• **Activity**
Copy each line of the entries that includes the word "base".

# # # # # # #

//! # Safe Prime — Paired Miller–Rabin Search
//!
//! A safe prime is a prime n such that m = (n − 1)/2 is also prime. The search
//! state owns two `MillerRabin` sub-states, one for n and one for m, and only
//! ever moves them together, so n = 2m + 1 holds for every observable state.
//!
//! Witness rounds are dispatched per side: both n and m must pass
//! independently. Callers conventionally alternate sides with a round index
//! (`Side::from_index`): even rounds test n, odd rounds test m.
//!
//! Trial division is applied to both sides, so candidate stepping skips every
//! n for which either n or (n − 1)/2 has a small factor.

use rug::rand::RandState;
use rug::Integer;
use tracing::debug;

use crate::error::ArithError;
use crate::miller_rabin::{next_odd_after, random_witness, trial, MillerRabin, Witness};

/// Which half of a safe-prime pair a witness round runs against.
#[derive(Debug, Clone, Copy, PartialEq, Eq)]
pub enum Side {
    /// The candidate n itself.
    N,
    /// The Sophie Germain half m = (n − 1)/2.
    M,
}

impl Side {
    /// Even selectors pick n, odd selectors pick m.
    pub fn from_index(index: i64) -> Self {
        if index % 2 == 0 {
            Side::N
        } else {
            Side::M
        }
    }
}

/// Trial division on both n and (n − 1)/2.
pub fn safe_trial(n: &Integer) -> bool {
    trial(n) && trial(&half_of(n))
}

fn half_of(n: &Integer) -> Integer {
    Integer::from(n - 1u32) >> 1u32
}

/// Search state for safe primality.
#[derive(Debug, Clone)]
pub struct SafeMillerRabin {
    n_state: MillerRabin,
    m_state: MillerRabin,
}

impl SafeMillerRabin {
    /// Create a paired search state for `n`.
    ///
    /// Returns `Ok(None)` when `search` is false and either n or (n − 1)/2
    /// fails trial division. With `search` the state starts at the first
    /// acceptable candidate after `n`.
    ///
    /// # Errors
    ///
    /// `NonPositive` when `n <= 0`.
    pub fn init(n: &Integer, search: bool) -> Result<Option<Self>, ArithError> {
        if *n <= 0u32 {
            return Err(ArithError::NonPositive);
        }
        if search {
            return Ok(Some(Self::at(next_odd_after(n, safe_trial))));
        }
        if !safe_trial(n) {
            debug!(bits = n.significant_bits(), "safe candidate rejected by trial division");
            return Ok(None);
        }
        Ok(Some(Self::at(n.clone())))
    }

    fn at(n: Integer) -> Self {
        let m = half_of(&n);
        SafeMillerRabin {
            n_state: MillerRabin::at(n),
            m_state: MillerRabin::at(m),
        }
    }

    /// Step n by 2 (and m by 1) until both pass trial division.
    pub fn next_candidate(&mut self) {
        *self = Self::at(next_odd_after(self.n_state.current(), safe_trial));
    }

    /// The candidate n.
    pub fn current(&self) -> &Integer {
        self.n_state.current()
    }

    /// The paired value m = (n − 1)/2.
    pub fn half(&self) -> &Integer {
        self.m_state.current()
    }

    /// One Miller–Rabin round on the chosen side.
    pub fn test_witness(&self, base: &Integer, side: Side) -> Witness {
        match side {
            Side::N => self.n_state.test_witness(base),
            Side::M => self.m_state.test_witness(base),
        }
    }
}

/// Trial division on both sides followed by `rounds` alternating rounds.
pub fn is_safe_prime(n: &Integer, rounds: u32, rng: &mut RandState<'_>) -> Result<bool, ArithError> {
    let Some(state) = SafeMillerRabin::init(n, false)? else {
        return Ok(false);
    };
    Ok(passes_rounds(&state, rounds, rng))
}

/// Smallest safe probable prime strictly greater than `start`.
pub fn next_safe_prime(
    start: &Integer,
    rounds: u32,
    rng: &mut RandState<'_>,
) -> Result<Integer, ArithError> {
    let Some(mut state) = SafeMillerRabin::init(start, true)? else {
        return Err(ArithError::NonPositive);
    };
    let mut stepped = 0u64;
    while !passes_rounds(&state, rounds, rng) {
        state.next_candidate();
        stepped += 1;
    }
    debug!(stepped, bits = state.current().significant_bits(), "safe prime found");
    Ok(state.current().clone())
}

fn passes_rounds(state: &SafeMillerRabin, rounds: u32, rng: &mut RandState<'_>) -> bool {
    (0..rounds).all(|i| {
        let side = Side::from_index(i64::from(i));
        let modulus = match side {
            Side::N => state.current(),
            Side::M => state.half(),
        };
        let base = random_witness(modulus, rng);
        state.test_witness(&base, side).is_probably_prime()
    })
}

# # # # # # #

• **Answer box**
    pub fn test_witness(&self, base: &Integer, side: Side) -> Witness {
            Side::N => self.n_state.test_witness(base),
            Side::M => self.m_state.test_witness(base),
        let base = random_witness(modulus, rng);
        state.test_witness(&base, side).is_probably_prime()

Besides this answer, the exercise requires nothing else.